Tan pronto como el director del festival terminó de leer la explicación de la obra "Vuelo sobre el teatro de Kosovo", el inspector de policía dijo con entusiasmo: "¡Sí, esto es bueno para nosotros!". Cambie las circunstancias y sitúe este evento en Pristina. Un inspector de policía albanés probablemente habría dicho algo parecido: "Cuanto peor estén las cosas en Serbia, mejor para nosotros aquí".
Mucha gente probablemente recuerda todavía aquel famoso incidente de 2014, con aquel dron que fue lanzado al campo de fútbol con una bandera de la “Albania étnica” durante el partido de fútbol Albania-Serbia que se disputaba en Belgrado.
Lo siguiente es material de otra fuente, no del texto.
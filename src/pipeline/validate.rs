//! Render-until-plausible size validation.
//!
//! The printer occasionally emits a blank or truncated PDF when it races the
//! page's own scripts. Those files are tiny, so a byte threshold catches
//! them, and re-running the identical render (no navigation) usually fixes
//! them.
//!
//! The file is always left on disk in its latest state; whether an
//! undersized result is acceptable is the caller's decision.

use crate::config::BinderConfig;
use crate::error::BinderError;
use crate::renderer::RenderError;
use std::future::Future;
use std::io::ErrorKind;
use std::path::Path;
use std::time::Duration;
use tokio::time::sleep;
use tracing::{debug, warn};

/// Knobs for one validated render.
#[derive(Debug, Clone, Copy)]
pub struct SizePolicy {
    pub min_bytes: u64,
    pub max_retries: u32,
    pub cooldown: Duration,
}

impl SizePolicy {
    pub fn from_config(config: &BinderConfig) -> Self {
        Self {
            min_bytes: config.min_bytes,
            max_retries: config.max_retries,
            cooldown: config.render_cooldown(),
        }
    }
}

/// What [`produce_validated`] observed.
#[derive(Debug, Clone, Copy, PartialEq, Eq)]
pub struct Validation {
    /// Total render invocations, including the first.
    pub attempts: u32,
    /// Size of the file after the last render.
    pub bytes: u64,
    /// The budget ran out with the file still below `min_bytes`.
    pub exhausted: bool,
}

/// Invoke `render` (which rewrites `path`) until the file reaches
/// `policy.min_bytes` or `policy.max_retries` re-renders have been spent.
///
/// # Errors
/// A failing render or an unreadable file is fatal. A file that does not
/// exist after rendering counts as zero bytes.
pub async fn produce_validated<F, Fut>(
    mut render: F,
    path: &Path,
    policy: &SizePolicy,
) -> Result<Validation, BinderError>
where
    F: FnMut() -> Fut,
    Fut: Future<Output = Result<(), RenderError>>,
{
    let render_err = |source: RenderError| BinderError::Render {
        path: path.to_path_buf(),
        source,
    };

    render().await.map_err(render_err)?;
    let mut attempts = 1u32;
    let mut retries = 0u32;
    let mut bytes = file_size(path).await?;

    while bytes < policy.min_bytes && retries < policy.max_retries {
        warn!(
            "{}: {} bytes < {}, re-render {}/{}",
            path.display(),
            bytes,
            policy.min_bytes,
            retries + 1,
            policy.max_retries
        );
        sleep(policy.cooldown).await;
        render().await.map_err(render_err)?;
        retries += 1;
        attempts += 1;
        bytes = file_size(path).await?;
    }

    let exhausted = bytes < policy.min_bytes;
    debug!(
        "{}: {} bytes after {} renders (exhausted: {})",
        path.display(),
        bytes,
        attempts,
        exhausted
    );

    Ok(Validation {
        attempts,
        bytes,
        exhausted,
    })
}

/// Size of `path`, or 0 if the render left no file behind.
pub async fn file_size(path: &Path) -> Result<u64, BinderError> {
    match tokio::fs::metadata(path).await {
        Ok(meta) => Ok(meta.len()),
        Err(e) if e.kind() == ErrorKind::NotFound => Ok(0),
        Err(e) => Err(BinderError::io(path, e)),
    }
}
El incidente añadió leña al fuego ya ardiente del odio y la irritación entre albaneses y serbios. La saga ha continuado durante años y ese hombre del dron se ha convertido en un héroe para las masas de Kosovo. Pero ésta es una historia que necesita ser contada con más detalle en otra ocasión.
Tal vez alrededor de un mes después del incidente del dron, cuando la sangre de los fanáticos y nacionalistas en Serbia todavía estaba hirviendo de ira, se suponía que íbamos a representar en Belgrado nuestra obra "Vuelo sobre el teatro de Kosovo", que tenía como subtítulo "La Declaración de Independencia de Serbia". Kosovo o la epopeya "Kosovo". La obra fue invitada a ser representada en el centro cultural Rex, como parte del festival “Festival van okvara”.
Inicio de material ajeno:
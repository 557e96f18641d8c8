//! Whole-pipeline tests against the scripted browser in `common`.
//!
//! Every test writes into its own `TempDir` and uses real (tiny) PDFs, so
//! merge order and on-disk idempotence are checked end to end.

mod common;

use common::*;
use futures::StreamExt;
use guide2pdf::{
    bind_catalog, bind_catalog_stream, BindProgressCallback, BinderError, Browser, ExhaustionPolicy,
    GapPolicy, GuideOutcome, SectionError,
};
use std::sync::atomic::{AtomicUsize, Ordering};
use std::sync::{Arc, Mutex};
use std::time::Duration;
use tempfile::TempDir;

fn outcome_of<'a>(report: &'a guide2pdf::CatalogReport, title: &str) -> &'a GuideOutcome {
    &report
        .guides
        .iter()
        .find(|g| g.title == title)
        .unwrap_or_else(|| panic!("no report for {title}"))
        .outcome
}

// ── Catalog scenarios ────────────────────────────────────────────────────────

#[tokio::test]
async fn two_guides_become_two_documents() {
    init_tracing();
    let dir = TempDir::new().unwrap();
    let browser = MockBrowser::new(Site::with_guides(&[
        ("alpha", "Alpha Guide", 2),
        ("beta", "Beta!!Guide", 2),
    ]));
    let config = test_config(dir.path()).build().unwrap();

    let report = bind_catalog(browser.clone(), &test_inputs(), &config).await.unwrap();

    assert_eq!(report.built(), 2);
    for (slug, title) in [("alpha", "Alpha Guide"), ("beta", "BetaGuide")] {
        let doc = dir.path().join(format!("{title}.pdf"));
        assert!(doc.exists(), "missing {}", doc.display());
        let pages = page_contents(&doc);
        assert_eq!(pages.len(), 2);
        assert!(pages[0].contains(&section_url(slug, 1)));
        assert!(pages[1].contains(&section_url(slug, 2)));
        assert!(!dir.path().join(title).exists(), "snapshots of {title} not removed");
    }
    assert_eq!(Stats::get(&browser.stats.active), 0);
}

#[tokio::test]
async fn sections_merge_in_table_of_contents_order() {
    let dir = TempDir::new().unwrap();
    let browser = MockBrowser::new(Site::with_guides(&[("long", "Long Guide", 6)]));
    let config = test_config(dir.path()).keep_temp(true).build().unwrap();

    bind_catalog(browser, &test_inputs(), &config).await.unwrap();

    let pages = page_contents(&dir.path().join("Long Guide.pdf"));
    assert_eq!(pages.len(), 6);
    for (i, page) in pages.iter().enumerate() {
        assert!(page.contains(&section_url("long", i + 1)), "page {i}: {page}");
    }
    for i in 1..=6 {
        assert!(dir.path().join("Long Guide").join(format!("{i}.pdf")).exists());
    }
}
Por lo general, cuando se presentan actividades relacionadas con Kosovo en Serbia, se notifica a la policía y se le exige que esté físicamente presente en el evento para mantener el orden. Pero en noviembre de 2014, la policía de Belgrado no esperó el anuncio de los organizadores. Tan pronto como se hizo público el programa, un inspector de policía llamó al director del festival y comenzó a enumerar los riesgos que existían si el espectáculo de Kosovo se presentaba en Belgrado en ese "momento inoportuno". "Entiendes, este título en sí es provocativo y alienta a la gente a reunirse y crear problemas", dijo el inspector. Luego pidió que se cancele la actuación en Kosovo o que llegue a Belgrado "en un mejor momento". El director del festival, por supuesto, no accedió a esta petición. Al final, se acordó de leer la descripción de la obra, y los ojos del inspector se iluminaron al escuchar las palabras y frases sobre la "mafia en Kosovo", las "castas políticas corruptas", la "pobreza y la miseria", las "batallas con los internacionales". y para los "dioses saciantes de la guerra". Tan pronto como el director del festival terminó de leer, el inspector dijo con entusiasmo: "¡Sí, esto es bueno para nosotros!"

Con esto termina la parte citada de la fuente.